> RECORDS
________________

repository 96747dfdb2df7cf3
use anyhow::Result;
use clap::Parser;
use snare::{
    app::config::Config,
    cli::{self, Cli, Commands},
};
use std::path::PathBuf;
use tracing_subscriber::prelude::*;

#[tokio::main]
async fn main() -> Result<()> {
    // Parse CLI arguments first to get verbose flag
    let cli = Cli::parse();

    // Set config directory override before anything resolves paths
    if let Some(ref config_dir) = cli.config {
        snare::util::paths::set_config_dir_override(Some(config_dir.clone()));
    }

    // Get logs directory (creates if needed)
    let logs_dir = snare::util::paths::get_logs_dir().unwrap_or_else(|_| PathBuf::from("."));
    std::fs::create_dir_all(&logs_dir).ok();

    // Set up daily rotating file appender
    let file_appender = tracing_appender::rolling::daily(&logs_dir, "snare.jsonl");
    let (non_blocking, log_guard) = tracing_appender::non_blocking(file_appender);

    // Set log level based on verbose flag
    let log_level = if cli.verbose {
        tracing::Level::TRACE
    } else {
        tracing::Level::INFO
    };
    let daemon_mode = matches!(cli.command, None | Some(Commands::Serve));

    // JSON for the log file, human-readable stderr only when serving or verbose
    tracing_subscriber::registry()
        .with(
            tracing_subscriber::fmt::layer()
                .json()
                .with_writer(non_blocking)
                .with_ansi(false)
                .with_filter(tracing_subscriber::filter::LevelFilter::from_level(
                    log_level,
                )),
        )
        .with(
            (daemon_mode || cli.verbose).then(|| {
                tracing_subscriber::fmt::layer()
                    .with_writer(std::io::stderr)
                    .with_target(false)
                    .with_filter(tracing_subscriber::filter::LevelFilter::from_level(
                        log_level,
                    ))
            }),
        )
        .init();

    tracing::info!("Starting snare...");
    if cli.verbose {
        tracing::info!("Verbose logging enabled (TRACE level)");
    }
    tracing::trace!("CLI arguments: {:?}", cli);
    if let Some(ref config_dir) = cli.config {
        tracing::info!("Using config directory override: {:?}", config_dir);
    }

    let config = match Config::load() {
        Ok(config) => config,
        Err(e) => {
            eprintln!("Error: {:#}", e);
            std::process::exit(cli::error::ERROR);
        }
    };
    tracing::debug!("Config loaded: {:?}", config);

    // Route based on CLI arguments
    match cli.command {
        None | Some(Commands::Serve) => {
            cli::daemon::run_daemon(config).await?;
        }
        Some(command) => {
            // Client mode - talk to the daemon and exit
            let exit_code = cli::handler::handle_command(command, &config).await;
            drop(log_guard);
            std::process::exit(exit_code);
        }
    }

    Ok(())
}
use super::relocate::RelocateError;
use super::task::DownloadState;
use thiserror::Error;

/// Failures returned to the caller of a manager operation.
///
/// Admission refusals are not errors: the scheduler simply retries on the
/// next tick. Downloader failures are stored on the download itself.
#[derive(Error, Debug)]
pub enum ManagerError {
    #[error("Download #{0} not found")]
    NotFound(u64),

    #[error("Cannot {action} download #{id} while it is {state}")]
    InvalidState {
        id: u64,
        state: DownloadState,
        action: &'static str,
    },

    #[error("{0}")]
    Validation(String),

    /// The destination was stored but the file move failed
    #[error("Destination changed, but moving files failed: {0}")]
    Relocate(#[from] RelocateError),

    #[error("Failed to serialize downloads: {0}")]
    Serialization(#[from] serde_json::Error),
}

impl ManagerError {
    /// Stable machine-readable kind for protocol responses
    pub fn kind(&self) -> &'static str {
        match self {
            ManagerError::NotFound(_) => "not_found",
            ManagerError::InvalidState { .. } => "invalid_state",
            ManagerError::Validation(_) => "validation",
            ManagerError::Relocate(_) => "relocate",
            ManagerError::Serialization(_) => "internal",
        }
    }
}
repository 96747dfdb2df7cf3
pub mod paths;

________________

> YOUR GOAL
Exactly as they are written, print the entries again.

> RESULT OF THE TASK
repository 96747dfdb2df7cf3
use anyhow::Result;
use clap::Parser;
use snare::{
    app::config::Config,
    cli::{self, Cli, Commands},
};
use std::path::PathBuf;
use tracing_subscriber::prelude::*;

#[tokio::main]
async fn main() -> Result<()> {
    // Parse CLI arguments first to get verbose flag
    let cli = Cli::parse();

    // Set config directory override before anything resolves paths
    if let Some(ref config_dir) = cli.config {
        snare::util::paths::set_config_dir_override(Some(config_dir.clone()));
    }

    // Get logs directory (creates if needed)
    let logs_dir = snare::util::paths::get_logs_dir().unwrap_or_else(|_| PathBuf::from("."));
    std::fs::create_dir_all(&logs_dir).ok();

    // Set up daily rotating file appender
    let file_appender = tracing_appender::rolling::daily(&logs_dir, "snare.jsonl");
    let (non_blocking, log_guard) = tracing_appender::non_blocking(file_appender);

    // Set log level based on verbose flag
    let log_level = if cli.verbose {
        tracing::Level::TRACE
    } else {
        tracing::Level::INFO
    };
    let daemon_mode = matches!(cli.command, None | Some(Commands::Serve));

    // JSON for the log file, human-readable stderr only when serving or verbose
    tracing_subscriber::registry()
        .with(
            tracing_subscriber::fmt::layer()
                .json()
                .with_writer(non_blocking)
                .with_ansi(false)
                .with_filter(tracing_subscriber::filter::LevelFilter::from_level(
                    log_level,
                )),
        )
        .with(
            (daemon_mode || cli.verbose).then(|| {
                tracing_subscriber::fmt::layer()
                    .with_writer(std::io::stderr)
                    .with_target(false)
                    .with_filter(tracing_subscriber::filter::LevelFilter::from_level(
                        log_level,
                    ))
            }),
        )
        .init();

    tracing::info!("Starting snare...");
    if cli.verbose {
        tracing::info!("Verbose logging enabled (TRACE level)");
    }
    tracing::trace!("CLI arguments: {:?}", cli);
    if let Some(ref config_dir) = cli.config {
        tracing::info!("Using config directory override: {:?}", config_dir);
    }

    let config = match Config::load() {
        Ok(config) => config,
        Err(e) => {
            eprintln!("Error: {:#}", e);
            std::process::exit(cli::error::ERROR);
        }
    };
    tracing::debug!("Config loaded: {:?}", config);

    // Route based on CLI arguments
    match cli.command {
        None | Some(Commands::Serve) => {
            cli::daemon::run_daemon(config).await?;
        }
        Some(command) => {
            // Client mode - talk to the daemon and exit
            let exit_code = cli::handler::handle_command(command, &config).await;
            drop(log_guard);
            std::process::exit(exit_code);
        }
    }

    Ok(())
}
use super::relocate::RelocateError;
use super::task::DownloadState;
use thiserror::Error;

/// Failures returned to the caller of a manager operation.
///
/// Admission refusals are not errors: the scheduler simply retries on the
/// next tick. Downloader failures are stored on the download itself.
#[derive(Error, Debug)]
pub enum ManagerError {
    #[error("Download #{0} not found")]
    NotFound(u64),

    #[error("Cannot {action} download #{id} while it is {state}")]
    InvalidState {
        id: u64,
        state: DownloadState,
        action: &'static str,
    },

    #[error("{0}")]
    Validation(String),

    /// The destination was stored but the file move failed
    #[error("Destination changed, but moving files failed: {0}")]
    Relocate(#[from] RelocateError),

    #[error("Failed to serialize downloads: {0}")]
    Serialization(#[from] serde_json::Error),
}

impl ManagerError {
    /// Stable machine-readable kind for protocol responses
    pub fn kind(&self) -> &'static str {
        match self {
            ManagerError::NotFound(_) => "not_found",
            ManagerError::InvalidState { .. } => "invalid_state",
            ManagerError::Validation(_) => "validation",
            ManagerError::Relocate(_) => "relocate",
            ManagerError::Serialization(_) => "internal",
        }
    }
}
repository 96747dfdb2df7cf3
pub mod paths;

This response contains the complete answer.